Erin Louttit in “Reincarnation and Selfhood in Olive Schreiner’s The Buddhist Priest’s Wife and Undine” reminds readers that this South African writer, despite her late-Victorian period of production, looks forward in time. Both the story of the priest’s wife and Schreiner’s novella Undine humanize and normalize Buddhism. Death is blurred. The self survives the body in her post-Christian perspective. Schreiner considers and acknowledges possibilities of reincarnation.
 
Normand’s “Shangri-La and Buddhism in James Hilton’s Lost Horizon and W. H. Auden and Christopher Isherwood’s The Ascent of F6” contrasts two treatments of this earthly paradise. Thanks to its film adaptation, Hilton’s 1933 novel endures as certainly more popular than Auden and Isherwood’s ambitious if flawed drama. Incorporating historical crises and struggles of personal alienation, both channel the appeal of the late-Victorian romances which J. Jeffrey Franklin in The Lotus and the Lion (2008) investigated in imperial and colonial British literature. Hilton’s quest entices the reader as if possible; Auden and Isherwood’s satire demolishes the dream as futile. However, the limits of the duo’s Buddhist sources (including Alexandra David-Neél’s With Mystics and Magicians in Tibet) blunt the dramatic impact of their barbed points.

Via readings of D.T. Suzuki, Erin Lafford and Emma Mason take up another poet’s mid-century approach to Buddhist content. In “‘ears of my ears’: e. e. cummings’ Buddhist prosody,” the pair (sticking to that author’s conventionally unconventional spelling), looks at Cummings by way of Martin Heidegger. This philosopher’s challenge to the ego atomizes the sense of self. Similarly, Cummings’ poems, grounded in the breath’s rhythms, aspire not to human voice but to birdsong, in Lafford and Mason’s report on this poet’s craft. It rewards listening, meditation, and silence.

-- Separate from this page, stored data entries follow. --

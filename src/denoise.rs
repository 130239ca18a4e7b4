//! Сглаживание одиночных клеток биомов

use tracing::warn;

use crate::error::Result;
use crate::grid::Grid;
use crate::random::Dice;
use crate::terrain::Biome;

/// Одиночная клетка у воды считается островом, если воды вокруг столько или больше
const ISLAND_WATER_NEIGHBOURS: usize = 6;
/// Защита от бесконечных колебаний
const MAX_PASSES: usize = 1000;

/// Клетки суши без соседей своего биома перекрашиваются в биом случайного соседа.
///
/// Проходы повторяются, пока очередной проход что-то меняет. Вода не трогается,
/// как и одиночные острова (6+ соседей — вода). Возвращает число проходов.
pub fn denoise_biomes(grid: &mut Grid, dice: &mut Dice) -> Result<usize> {
    for pass in 1..=MAX_PASSES {
        let mut changed = 0;
        for pos in grid.positions() {
            let Some(biome) = grid.cell(pos).biome() else {
                continue;
            };
            if biome.is_water() {
                continue;
            }

            let around = grid.ring(pos, 1);
            let same = around
                .iter()
                .filter(|&&p| grid.cell(p).biome() == Some(biome))
                .count();
            let water = around.iter().filter(|&&p| grid.is_water(p)).count();
            if same > 0 || water >= ISLAND_WATER_NEIGHBOURS || around.is_empty() {
                continue;
            }

            let donor = *dice.uniform(&around)?;
            if let Some(replacement) = grid.cell(donor).biome() {
                grid.cell_mut(pos).biome = Some(replacement);
                changed += 1;
            }
        }
        if changed == 0 {
            return Ok(pass);
        }
    }
    warn!(passes = MAX_PASSES, "сглаживание биомов не сошлось");
    Ok(MAX_PASSES)
}

/// Выполнено ли условие после сглаживания для клетки суши
#[must_use]
pub fn is_settled(grid: &Grid, pos: crate::grid::Pos) -> bool {
    let Some(biome) = grid.cell(pos).biome() else {
        return false;
    };
    if biome == Biome::Water {
        return true;
    }
    let around = grid.ring(pos, 1);
    around.is_empty()
        || around.iter().any(|&p| grid.cell(p).biome() == Some(biome))
        || around.iter().filter(|&&p| grid.is_water(p)).count() >= ISLAND_WATER_NEIGHBOURS
}

#[cfg(test)]
mod tests {
    use super::*;
    use crate::grid::Pos;

    fn checkerboard(side: u32) -> Grid {
        let mut grid = Grid::new(side, side);
        let positions: Vec<Pos> = grid.positions().collect();
        for pos in positions {
            let biome = match (pos.x % 3, pos.y % 2) {
                (0, _) => Biome::Plain,
                (1, 0) => Biome::Forest,
                (1, _) => Biome::Desert,
                _ => Biome::Swamp,
            };
            grid.cell_mut(pos).biome = Some(biome);
        }
        grid
    }

    #[test]
    fn lonely_cell_takes_neighbour_biome() {
        let mut grid = Grid::new(5, 5);
        let positions: Vec<Pos> = grid.positions().collect();
        for pos in positions {
            grid.cell_mut(pos).biome = Some(Biome::Forest);
        }
        grid.cell_mut(Pos::new(2, 2)).biome = Some(Biome::Desert);

        let mut dice = Dice::new(Some(1));
        denoise_biomes(&mut grid, &mut dice).unwrap();
        assert_eq!(grid.cell(Pos::new(2, 2)).biome(), Some(Biome::Forest));
    }

    #[test]
    fn islands_in_water_are_kept() {
        let mut grid = Grid::new(5, 5);
        let positions: Vec<Pos> = grid.positions().collect();
        for pos in positions {
            grid.cell_mut(pos).biome = Some(Biome::Water);
        }
        grid.cell_mut(Pos::new(2, 2)).biome = Some(Biome::Jungle);

        let mut dice = Dice::new(Some(1));
        let passes = denoise_biomes(&mut grid, &mut dice).unwrap();
        assert_eq!(passes, 1);
        assert_eq!(grid.cell(Pos::new(2, 2)).biome(), Some(Biome::Jungle));
    }

    #[test]
    fn every_land_cell_is_settled_afterwards() {
        let mut grid = checkerboard(24);
        let mut dice = Dice::new(Some(5));
        denoise_biomes(&mut grid, &mut dice).unwrap();
        assert!(grid.positions().all(|p| is_settled(&grid, p)));
    }
}
//! Standard controller on port 1 ($4016)
//!
//! Protocol: while the strobe bit is held high every read returns the live A
//! button. When the strobe falls, the live state is latched into a shift
//! register; each read then returns the next button (A, B, Select, Start, Up,
//! Down, Left, Right) and shifts a 1 into the vacated high bit, so reads past
//! the eighth return 1.

/// Button masks for [`Controller::set_buttons`]
pub const BUTTON_A: u8 = 1 << 0;
pub const BUTTON_B: u8 = 1 << 1;
pub const BUTTON_SELECT: u8 = 1 << 2;
pub const BUTTON_START: u8 = 1 << 3;
pub const BUTTON_UP: u8 = 1 << 4;
pub const BUTTON_DOWN: u8 = 1 << 5;
pub const BUTTON_LEFT: u8 = 1 << 6;
pub const BUTTON_RIGHT: u8 = 1 << 7;

/// Bit 0 of a $4016 write
const STROBE: u8 = 0x01;

/// Upper bits of the data bus as seen by a $4016 read
const OPEN_BUS: u8 = 0x40;

/// Standard NES controller
#[derive(Debug, Clone, Default)]
pub struct Controller {
    /// Live button state, one bit per button
    state: u8,
    /// Latched copy shifted out LSB-first
    shift: u8,
    /// Last value written to $4016
    strobe: u8,
}

impl Controller {
    /// Create a controller with no buttons pressed
    pub fn new() -> Self {
        Self::default()
    }

    /// Replace the live button state
    pub fn set_buttons(&mut self, state: u8) {
        self.state = state;
    }

    /// Live button state
    pub fn buttons(&self) -> u8 {
        self.state
    }

    /// Read $4016
    pub fn read(&mut self) -> u8 {
        if self.strobe & STROBE != 0 {
            return (self.state & 0x01) | OPEN_BUS;
        }

        let data = (self.shift & 0x01) | OPEN_BUS;
        self.shift = (self.shift >> 1) | 0x80;
        data
    }

    /// Write $4016; latches the live state on the falling edge of the strobe
    pub fn write(&mut self, data: u8) {
        if self.strobe & STROBE != 0 && data & STROBE == 0 {
            self.shift = self.state;
        }
        self.strobe = data;
    }
}

#[cfg(test)]
mod tests {
    use super::*;

    fn latch(controller: &mut Controller) {
        controller.write(1);
        controller.write(0);
    }

    #[test]
    fn test_shift_out_order() {
        let mut controller = Controller::new();
        controller.set_buttons(BUTTON_A | BUTTON_START | BUTTON_RIGHT);
        latch(&mut controller);

        let bits: Vec<u8> = (0..8).map(|_| controller.read() & 1).collect();
        assert_eq!(bits, vec![1, 0, 0, 1, 0, 0, 0, 1]);
    }

    #[test]
    fn test_reads_past_eighth_return_one() {
        let mut controller = Controller::new();
        latch(&mut controller);
        for _ in 0..8 {
            assert_eq!(controller.read(), 0x40);
        }
        assert_eq!(controller.read(), 0x41);
    }

    #[test]
    fn test_strobe_high_returns_live_a() {
        let mut controller = Controller::new();
        controller.write(1);
        controller.set_buttons(BUTTON_A);
        assert_eq!(controller.read(), 0x41);
        assert_eq!(controller.read(), 0x41);
        controller.set_buttons(BUTTON_B);
        assert_eq!(controller.read(), 0x40);
    }

    #[test]
    fn test_no_latch_without_falling_edge() {
        let mut controller = Controller::new();
        controller.set_buttons(BUTTON_A);
        controller.write(0);
        assert_eq!(controller.read() & 1, 0);
    }
}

The center of this anthology finds many names repeating, as Cummings and Suzuki begin to sway other writers and thinkers. “Zen Buddhism as Radical Conviviality in the Works of Henry Miller, Kenneth Rexroth, and Thomas Merton” features three leading advocates during the period during and especially after WWII who begin to react against conformity. Manuel Yang applies Ivan Illich’s “radical conviviality” as akin to the “creative spontaneity and non-attachment” connecting these three countercultural creators. (p. 72) Promoting “spontaneous convergence,” the trio shares a commitment to a “non-action, non-institutional” form of “spiritual assonance,” their non-conformity appealing to dissidents. Yet, many then conformed.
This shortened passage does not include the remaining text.